(Beginning of GIVEN RECORDS)
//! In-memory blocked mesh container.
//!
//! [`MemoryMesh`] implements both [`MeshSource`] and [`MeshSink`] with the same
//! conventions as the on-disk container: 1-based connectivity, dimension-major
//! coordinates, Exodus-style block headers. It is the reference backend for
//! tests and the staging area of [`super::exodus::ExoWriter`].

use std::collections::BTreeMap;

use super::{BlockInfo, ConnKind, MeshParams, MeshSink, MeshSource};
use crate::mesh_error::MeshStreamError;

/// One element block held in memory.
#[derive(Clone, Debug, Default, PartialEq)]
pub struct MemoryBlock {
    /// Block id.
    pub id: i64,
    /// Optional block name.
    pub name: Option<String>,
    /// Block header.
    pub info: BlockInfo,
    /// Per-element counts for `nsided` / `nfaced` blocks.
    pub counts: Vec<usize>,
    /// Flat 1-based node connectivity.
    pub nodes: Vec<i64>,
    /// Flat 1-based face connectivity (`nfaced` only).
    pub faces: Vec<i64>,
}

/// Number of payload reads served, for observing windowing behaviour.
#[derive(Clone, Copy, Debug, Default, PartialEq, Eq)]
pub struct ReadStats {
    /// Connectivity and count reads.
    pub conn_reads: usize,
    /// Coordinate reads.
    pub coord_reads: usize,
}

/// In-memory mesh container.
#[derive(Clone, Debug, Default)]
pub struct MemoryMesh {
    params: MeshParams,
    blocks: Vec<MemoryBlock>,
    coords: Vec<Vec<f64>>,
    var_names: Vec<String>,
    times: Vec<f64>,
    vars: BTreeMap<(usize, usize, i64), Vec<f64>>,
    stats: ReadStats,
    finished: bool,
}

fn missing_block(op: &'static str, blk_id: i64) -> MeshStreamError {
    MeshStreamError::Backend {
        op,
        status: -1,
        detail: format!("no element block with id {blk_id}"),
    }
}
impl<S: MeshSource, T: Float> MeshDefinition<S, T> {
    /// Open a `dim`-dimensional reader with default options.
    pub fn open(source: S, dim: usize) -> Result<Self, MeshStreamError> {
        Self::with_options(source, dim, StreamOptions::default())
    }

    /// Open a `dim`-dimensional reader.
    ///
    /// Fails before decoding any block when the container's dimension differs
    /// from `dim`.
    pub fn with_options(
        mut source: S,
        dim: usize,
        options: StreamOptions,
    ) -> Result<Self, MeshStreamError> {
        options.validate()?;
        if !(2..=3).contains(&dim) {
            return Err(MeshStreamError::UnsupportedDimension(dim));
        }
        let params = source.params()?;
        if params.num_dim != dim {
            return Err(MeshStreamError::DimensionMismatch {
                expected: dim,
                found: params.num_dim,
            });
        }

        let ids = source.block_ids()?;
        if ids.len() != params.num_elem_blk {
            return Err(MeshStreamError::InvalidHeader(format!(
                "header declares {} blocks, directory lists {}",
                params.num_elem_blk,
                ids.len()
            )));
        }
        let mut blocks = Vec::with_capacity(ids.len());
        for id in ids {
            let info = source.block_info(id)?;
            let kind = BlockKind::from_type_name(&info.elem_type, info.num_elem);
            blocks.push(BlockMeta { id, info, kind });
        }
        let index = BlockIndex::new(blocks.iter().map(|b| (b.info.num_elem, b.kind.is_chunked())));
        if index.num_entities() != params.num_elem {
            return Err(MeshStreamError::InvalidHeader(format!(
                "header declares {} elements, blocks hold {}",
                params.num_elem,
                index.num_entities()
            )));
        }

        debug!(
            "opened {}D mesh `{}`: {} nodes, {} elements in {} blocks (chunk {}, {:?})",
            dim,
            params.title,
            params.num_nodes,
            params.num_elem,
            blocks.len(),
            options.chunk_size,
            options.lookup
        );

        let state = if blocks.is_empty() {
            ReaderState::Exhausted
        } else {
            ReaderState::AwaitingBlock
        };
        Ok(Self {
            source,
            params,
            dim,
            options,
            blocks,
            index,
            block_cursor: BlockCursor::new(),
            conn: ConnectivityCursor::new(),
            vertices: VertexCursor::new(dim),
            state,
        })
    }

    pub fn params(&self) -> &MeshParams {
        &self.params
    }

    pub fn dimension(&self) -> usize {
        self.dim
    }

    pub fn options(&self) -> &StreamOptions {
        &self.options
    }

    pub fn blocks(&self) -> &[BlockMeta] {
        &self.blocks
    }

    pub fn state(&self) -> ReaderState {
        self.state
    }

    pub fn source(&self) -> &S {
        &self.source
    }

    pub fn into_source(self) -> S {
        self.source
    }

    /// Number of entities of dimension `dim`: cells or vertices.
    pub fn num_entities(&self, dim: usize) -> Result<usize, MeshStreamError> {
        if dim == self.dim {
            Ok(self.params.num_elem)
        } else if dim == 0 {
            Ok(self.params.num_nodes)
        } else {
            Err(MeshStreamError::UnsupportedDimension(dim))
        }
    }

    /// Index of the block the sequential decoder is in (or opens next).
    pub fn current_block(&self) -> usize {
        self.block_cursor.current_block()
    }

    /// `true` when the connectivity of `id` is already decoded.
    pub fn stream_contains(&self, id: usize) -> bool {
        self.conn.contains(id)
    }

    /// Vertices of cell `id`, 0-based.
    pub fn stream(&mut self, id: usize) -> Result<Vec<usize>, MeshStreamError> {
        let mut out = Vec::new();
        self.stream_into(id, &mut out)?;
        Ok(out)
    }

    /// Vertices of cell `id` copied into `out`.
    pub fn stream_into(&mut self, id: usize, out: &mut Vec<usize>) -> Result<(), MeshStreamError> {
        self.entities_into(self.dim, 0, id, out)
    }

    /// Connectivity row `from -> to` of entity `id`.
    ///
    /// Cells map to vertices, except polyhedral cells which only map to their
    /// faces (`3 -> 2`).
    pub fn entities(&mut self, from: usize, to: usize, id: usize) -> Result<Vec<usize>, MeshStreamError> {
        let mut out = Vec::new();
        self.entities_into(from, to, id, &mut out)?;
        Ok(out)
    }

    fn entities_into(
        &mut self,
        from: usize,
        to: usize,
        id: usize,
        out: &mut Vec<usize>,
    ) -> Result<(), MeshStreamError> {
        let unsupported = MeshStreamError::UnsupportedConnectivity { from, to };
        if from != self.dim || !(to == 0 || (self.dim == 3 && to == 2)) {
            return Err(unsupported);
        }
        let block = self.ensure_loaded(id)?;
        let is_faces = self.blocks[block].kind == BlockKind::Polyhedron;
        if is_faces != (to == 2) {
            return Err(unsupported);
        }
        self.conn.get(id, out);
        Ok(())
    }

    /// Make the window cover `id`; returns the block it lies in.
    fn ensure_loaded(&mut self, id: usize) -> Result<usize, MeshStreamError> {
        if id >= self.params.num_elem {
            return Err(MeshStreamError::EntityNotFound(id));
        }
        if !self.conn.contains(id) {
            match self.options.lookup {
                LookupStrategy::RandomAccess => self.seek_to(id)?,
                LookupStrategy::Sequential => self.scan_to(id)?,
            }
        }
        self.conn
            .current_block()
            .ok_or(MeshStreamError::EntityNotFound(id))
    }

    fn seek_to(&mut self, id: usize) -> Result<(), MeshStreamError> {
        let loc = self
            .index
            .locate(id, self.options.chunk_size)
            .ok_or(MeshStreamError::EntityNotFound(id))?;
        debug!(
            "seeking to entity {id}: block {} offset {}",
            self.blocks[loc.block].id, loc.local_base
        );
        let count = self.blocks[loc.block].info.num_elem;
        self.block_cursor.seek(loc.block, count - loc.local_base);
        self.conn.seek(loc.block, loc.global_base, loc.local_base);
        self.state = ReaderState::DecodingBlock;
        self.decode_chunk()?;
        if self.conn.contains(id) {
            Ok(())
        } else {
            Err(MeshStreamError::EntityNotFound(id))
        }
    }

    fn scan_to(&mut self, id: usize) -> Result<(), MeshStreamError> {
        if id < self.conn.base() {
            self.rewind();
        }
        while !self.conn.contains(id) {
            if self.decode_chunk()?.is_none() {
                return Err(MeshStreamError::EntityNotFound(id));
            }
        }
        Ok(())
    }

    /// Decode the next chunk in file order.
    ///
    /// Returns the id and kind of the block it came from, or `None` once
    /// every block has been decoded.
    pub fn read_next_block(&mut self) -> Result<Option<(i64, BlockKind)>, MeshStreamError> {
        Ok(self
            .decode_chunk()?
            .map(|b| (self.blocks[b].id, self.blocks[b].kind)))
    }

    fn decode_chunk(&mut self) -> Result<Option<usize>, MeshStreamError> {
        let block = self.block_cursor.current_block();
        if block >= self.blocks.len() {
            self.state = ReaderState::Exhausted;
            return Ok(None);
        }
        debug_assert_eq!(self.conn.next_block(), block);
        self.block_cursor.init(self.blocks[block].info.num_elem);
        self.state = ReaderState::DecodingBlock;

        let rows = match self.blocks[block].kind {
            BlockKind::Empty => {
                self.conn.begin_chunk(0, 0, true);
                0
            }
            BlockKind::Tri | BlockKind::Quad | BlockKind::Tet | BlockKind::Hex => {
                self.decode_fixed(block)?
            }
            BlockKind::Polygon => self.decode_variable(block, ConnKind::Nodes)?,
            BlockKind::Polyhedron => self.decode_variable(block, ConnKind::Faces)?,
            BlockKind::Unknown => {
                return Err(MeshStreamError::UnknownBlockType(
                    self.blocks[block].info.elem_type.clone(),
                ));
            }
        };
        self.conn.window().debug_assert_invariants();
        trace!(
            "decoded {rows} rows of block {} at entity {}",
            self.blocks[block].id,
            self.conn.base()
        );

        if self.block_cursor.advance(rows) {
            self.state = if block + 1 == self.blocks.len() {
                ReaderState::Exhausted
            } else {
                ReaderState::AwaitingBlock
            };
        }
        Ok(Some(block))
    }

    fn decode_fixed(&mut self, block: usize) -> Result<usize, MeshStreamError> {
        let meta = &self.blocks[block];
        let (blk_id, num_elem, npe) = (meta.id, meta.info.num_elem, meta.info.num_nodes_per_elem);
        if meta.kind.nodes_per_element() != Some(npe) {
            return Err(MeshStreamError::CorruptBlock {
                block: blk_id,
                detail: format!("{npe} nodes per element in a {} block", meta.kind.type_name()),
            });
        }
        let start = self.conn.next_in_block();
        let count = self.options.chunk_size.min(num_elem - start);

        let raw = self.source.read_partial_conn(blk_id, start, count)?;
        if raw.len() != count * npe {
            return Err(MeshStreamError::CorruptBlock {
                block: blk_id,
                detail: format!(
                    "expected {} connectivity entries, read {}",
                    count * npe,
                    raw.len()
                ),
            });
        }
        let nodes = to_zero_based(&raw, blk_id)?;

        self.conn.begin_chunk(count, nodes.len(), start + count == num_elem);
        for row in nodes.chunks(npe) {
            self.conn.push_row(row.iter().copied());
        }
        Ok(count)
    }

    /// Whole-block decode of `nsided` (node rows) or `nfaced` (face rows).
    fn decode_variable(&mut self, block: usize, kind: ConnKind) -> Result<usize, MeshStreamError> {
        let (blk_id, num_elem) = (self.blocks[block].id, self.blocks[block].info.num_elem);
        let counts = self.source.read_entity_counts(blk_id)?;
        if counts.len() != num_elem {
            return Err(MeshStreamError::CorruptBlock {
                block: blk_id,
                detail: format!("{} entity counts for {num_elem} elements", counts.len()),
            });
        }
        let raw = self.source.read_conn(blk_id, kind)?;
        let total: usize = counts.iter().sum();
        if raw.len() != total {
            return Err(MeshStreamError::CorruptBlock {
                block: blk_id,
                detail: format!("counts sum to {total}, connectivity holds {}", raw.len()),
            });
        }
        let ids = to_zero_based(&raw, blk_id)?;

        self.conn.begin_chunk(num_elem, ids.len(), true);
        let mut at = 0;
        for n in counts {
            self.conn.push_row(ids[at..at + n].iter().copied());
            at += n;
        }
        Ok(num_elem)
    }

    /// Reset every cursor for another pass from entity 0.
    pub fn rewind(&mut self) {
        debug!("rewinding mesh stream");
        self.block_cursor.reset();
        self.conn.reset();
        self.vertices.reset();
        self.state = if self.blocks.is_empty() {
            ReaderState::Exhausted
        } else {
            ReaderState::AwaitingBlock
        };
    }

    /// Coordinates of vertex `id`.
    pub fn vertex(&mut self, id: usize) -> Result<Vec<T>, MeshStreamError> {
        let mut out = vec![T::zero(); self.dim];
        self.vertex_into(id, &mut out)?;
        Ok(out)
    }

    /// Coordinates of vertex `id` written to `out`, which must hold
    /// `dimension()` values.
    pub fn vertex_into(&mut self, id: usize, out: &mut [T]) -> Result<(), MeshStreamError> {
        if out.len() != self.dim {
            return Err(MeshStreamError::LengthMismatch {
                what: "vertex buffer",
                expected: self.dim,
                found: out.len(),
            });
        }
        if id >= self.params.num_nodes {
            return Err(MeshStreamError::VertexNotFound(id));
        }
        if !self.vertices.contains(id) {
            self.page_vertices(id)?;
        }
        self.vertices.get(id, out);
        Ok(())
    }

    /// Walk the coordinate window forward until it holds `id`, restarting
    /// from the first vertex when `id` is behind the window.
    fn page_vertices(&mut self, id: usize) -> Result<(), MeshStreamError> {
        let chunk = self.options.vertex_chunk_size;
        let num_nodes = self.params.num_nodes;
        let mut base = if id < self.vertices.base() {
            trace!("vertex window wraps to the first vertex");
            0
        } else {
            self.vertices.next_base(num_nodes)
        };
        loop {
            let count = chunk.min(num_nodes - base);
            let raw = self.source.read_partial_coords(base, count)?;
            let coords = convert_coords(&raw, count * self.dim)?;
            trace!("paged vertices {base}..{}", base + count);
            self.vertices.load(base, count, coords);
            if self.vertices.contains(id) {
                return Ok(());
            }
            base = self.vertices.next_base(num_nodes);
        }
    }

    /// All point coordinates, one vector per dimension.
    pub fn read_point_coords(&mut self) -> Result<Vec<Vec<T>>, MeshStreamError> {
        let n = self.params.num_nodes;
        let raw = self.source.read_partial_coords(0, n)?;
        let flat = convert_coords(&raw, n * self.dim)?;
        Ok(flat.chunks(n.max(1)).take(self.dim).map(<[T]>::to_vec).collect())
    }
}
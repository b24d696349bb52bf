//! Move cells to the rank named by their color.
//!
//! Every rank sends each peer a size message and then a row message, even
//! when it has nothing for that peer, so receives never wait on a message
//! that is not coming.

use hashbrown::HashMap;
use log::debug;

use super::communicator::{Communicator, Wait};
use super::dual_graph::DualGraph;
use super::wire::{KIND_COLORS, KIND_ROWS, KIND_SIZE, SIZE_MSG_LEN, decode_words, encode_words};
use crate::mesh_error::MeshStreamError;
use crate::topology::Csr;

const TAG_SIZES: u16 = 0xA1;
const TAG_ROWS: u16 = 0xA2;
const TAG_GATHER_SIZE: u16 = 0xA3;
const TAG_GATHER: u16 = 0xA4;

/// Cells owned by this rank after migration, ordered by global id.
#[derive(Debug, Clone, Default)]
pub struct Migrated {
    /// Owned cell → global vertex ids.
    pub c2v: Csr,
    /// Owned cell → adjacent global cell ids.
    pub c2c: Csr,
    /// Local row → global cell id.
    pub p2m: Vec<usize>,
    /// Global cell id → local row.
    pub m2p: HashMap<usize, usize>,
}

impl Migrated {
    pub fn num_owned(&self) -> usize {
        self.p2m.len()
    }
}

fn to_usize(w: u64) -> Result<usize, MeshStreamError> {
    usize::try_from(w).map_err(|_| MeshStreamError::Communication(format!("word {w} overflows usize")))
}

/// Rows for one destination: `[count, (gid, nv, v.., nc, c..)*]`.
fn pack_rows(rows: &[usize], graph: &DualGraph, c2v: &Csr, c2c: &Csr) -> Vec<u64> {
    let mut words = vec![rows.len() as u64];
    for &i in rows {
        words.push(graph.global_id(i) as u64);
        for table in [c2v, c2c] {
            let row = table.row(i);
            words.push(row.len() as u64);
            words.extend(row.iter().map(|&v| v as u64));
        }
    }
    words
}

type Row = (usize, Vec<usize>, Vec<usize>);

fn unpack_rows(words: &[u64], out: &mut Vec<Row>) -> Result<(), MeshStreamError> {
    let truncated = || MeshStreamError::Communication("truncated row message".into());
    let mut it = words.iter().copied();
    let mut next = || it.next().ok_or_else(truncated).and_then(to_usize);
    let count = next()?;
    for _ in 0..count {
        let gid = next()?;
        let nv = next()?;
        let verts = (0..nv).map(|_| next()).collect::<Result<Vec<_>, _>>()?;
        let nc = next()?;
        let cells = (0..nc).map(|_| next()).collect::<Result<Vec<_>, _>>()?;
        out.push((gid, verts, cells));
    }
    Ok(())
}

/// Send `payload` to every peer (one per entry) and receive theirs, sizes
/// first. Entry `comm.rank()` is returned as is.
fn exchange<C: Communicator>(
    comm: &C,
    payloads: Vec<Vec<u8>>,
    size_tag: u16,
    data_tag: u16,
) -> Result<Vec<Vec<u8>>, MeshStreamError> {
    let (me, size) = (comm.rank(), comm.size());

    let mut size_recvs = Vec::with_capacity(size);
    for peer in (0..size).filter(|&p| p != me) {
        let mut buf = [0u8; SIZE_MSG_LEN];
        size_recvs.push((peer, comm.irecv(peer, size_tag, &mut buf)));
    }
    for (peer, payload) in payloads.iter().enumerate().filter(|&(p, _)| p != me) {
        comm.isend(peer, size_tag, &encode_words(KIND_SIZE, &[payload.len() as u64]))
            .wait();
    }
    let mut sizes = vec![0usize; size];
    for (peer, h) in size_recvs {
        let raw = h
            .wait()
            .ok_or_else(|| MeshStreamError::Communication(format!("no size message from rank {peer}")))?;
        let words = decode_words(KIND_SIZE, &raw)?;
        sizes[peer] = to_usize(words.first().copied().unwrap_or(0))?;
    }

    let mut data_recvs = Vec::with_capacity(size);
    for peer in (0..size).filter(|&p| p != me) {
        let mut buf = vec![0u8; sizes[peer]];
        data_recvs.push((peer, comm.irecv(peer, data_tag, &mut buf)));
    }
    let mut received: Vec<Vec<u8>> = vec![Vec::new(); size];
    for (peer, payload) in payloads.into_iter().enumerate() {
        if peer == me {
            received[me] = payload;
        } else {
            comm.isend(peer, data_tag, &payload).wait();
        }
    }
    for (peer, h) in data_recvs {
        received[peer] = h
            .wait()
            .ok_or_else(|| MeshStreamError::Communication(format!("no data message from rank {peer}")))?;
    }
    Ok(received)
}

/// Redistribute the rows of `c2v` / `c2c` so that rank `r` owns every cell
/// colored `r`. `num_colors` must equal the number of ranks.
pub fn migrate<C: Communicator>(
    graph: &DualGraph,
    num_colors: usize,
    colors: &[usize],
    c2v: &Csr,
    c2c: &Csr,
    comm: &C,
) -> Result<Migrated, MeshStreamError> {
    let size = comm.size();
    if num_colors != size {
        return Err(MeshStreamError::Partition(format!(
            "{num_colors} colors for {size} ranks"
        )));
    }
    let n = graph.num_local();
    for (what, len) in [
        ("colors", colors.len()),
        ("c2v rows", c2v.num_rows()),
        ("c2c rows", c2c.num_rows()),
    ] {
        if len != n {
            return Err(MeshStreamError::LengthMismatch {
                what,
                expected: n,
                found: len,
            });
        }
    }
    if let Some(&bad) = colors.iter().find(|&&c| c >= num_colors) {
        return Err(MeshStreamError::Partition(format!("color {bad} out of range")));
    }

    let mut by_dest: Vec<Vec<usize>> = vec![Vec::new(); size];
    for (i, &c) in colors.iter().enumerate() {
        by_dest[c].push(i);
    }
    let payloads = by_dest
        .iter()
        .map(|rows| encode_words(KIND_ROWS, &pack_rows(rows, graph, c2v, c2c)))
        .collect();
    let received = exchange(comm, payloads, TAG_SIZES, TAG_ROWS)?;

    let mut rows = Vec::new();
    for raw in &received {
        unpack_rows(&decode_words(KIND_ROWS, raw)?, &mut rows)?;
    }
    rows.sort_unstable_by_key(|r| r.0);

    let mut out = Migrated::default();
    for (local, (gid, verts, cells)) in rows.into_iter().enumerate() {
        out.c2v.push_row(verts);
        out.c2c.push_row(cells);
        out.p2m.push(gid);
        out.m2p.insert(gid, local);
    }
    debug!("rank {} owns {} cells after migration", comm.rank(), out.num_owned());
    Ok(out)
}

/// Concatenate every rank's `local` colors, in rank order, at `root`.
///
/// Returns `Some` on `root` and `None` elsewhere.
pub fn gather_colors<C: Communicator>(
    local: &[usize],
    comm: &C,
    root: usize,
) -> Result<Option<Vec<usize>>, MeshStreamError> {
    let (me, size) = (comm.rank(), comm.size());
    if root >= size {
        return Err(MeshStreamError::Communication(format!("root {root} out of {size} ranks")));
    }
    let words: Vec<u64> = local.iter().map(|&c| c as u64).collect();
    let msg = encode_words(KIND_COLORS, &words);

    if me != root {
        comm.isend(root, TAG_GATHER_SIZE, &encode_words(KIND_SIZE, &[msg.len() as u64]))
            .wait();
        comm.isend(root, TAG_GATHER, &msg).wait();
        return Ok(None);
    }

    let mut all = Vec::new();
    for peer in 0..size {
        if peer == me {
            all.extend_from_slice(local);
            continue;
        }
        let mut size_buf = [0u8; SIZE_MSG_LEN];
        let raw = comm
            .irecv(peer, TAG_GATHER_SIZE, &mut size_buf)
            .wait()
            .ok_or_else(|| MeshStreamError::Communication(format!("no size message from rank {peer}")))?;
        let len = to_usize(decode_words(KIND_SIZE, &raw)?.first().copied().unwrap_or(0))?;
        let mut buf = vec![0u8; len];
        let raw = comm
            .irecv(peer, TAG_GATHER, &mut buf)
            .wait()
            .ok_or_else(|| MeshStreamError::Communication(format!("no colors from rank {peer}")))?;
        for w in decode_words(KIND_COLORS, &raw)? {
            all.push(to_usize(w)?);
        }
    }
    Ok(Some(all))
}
(End of GIVEN RECORDS)
▶ **EXERCISE AIM**:
Every line of the data above that includes "root" should be listed.

▶ **TASK RESPONSE**:
/// Concatenate every rank's `local` colors, in rank order, at `root`.
/// Returns `Some` on `root` and `None` elsewhere.
    root: usize,
    if root >= size {
        return Err(MeshStreamError::Communication(format!("root {root} out of {size} ranks")));
    if me != root {
        comm.isend(root, TAG_GATHER_SIZE, &encode_words(KIND_SIZE, &[msg.len() as u64]))
        comm.isend(root, TAG_GATHER, &msg).wait();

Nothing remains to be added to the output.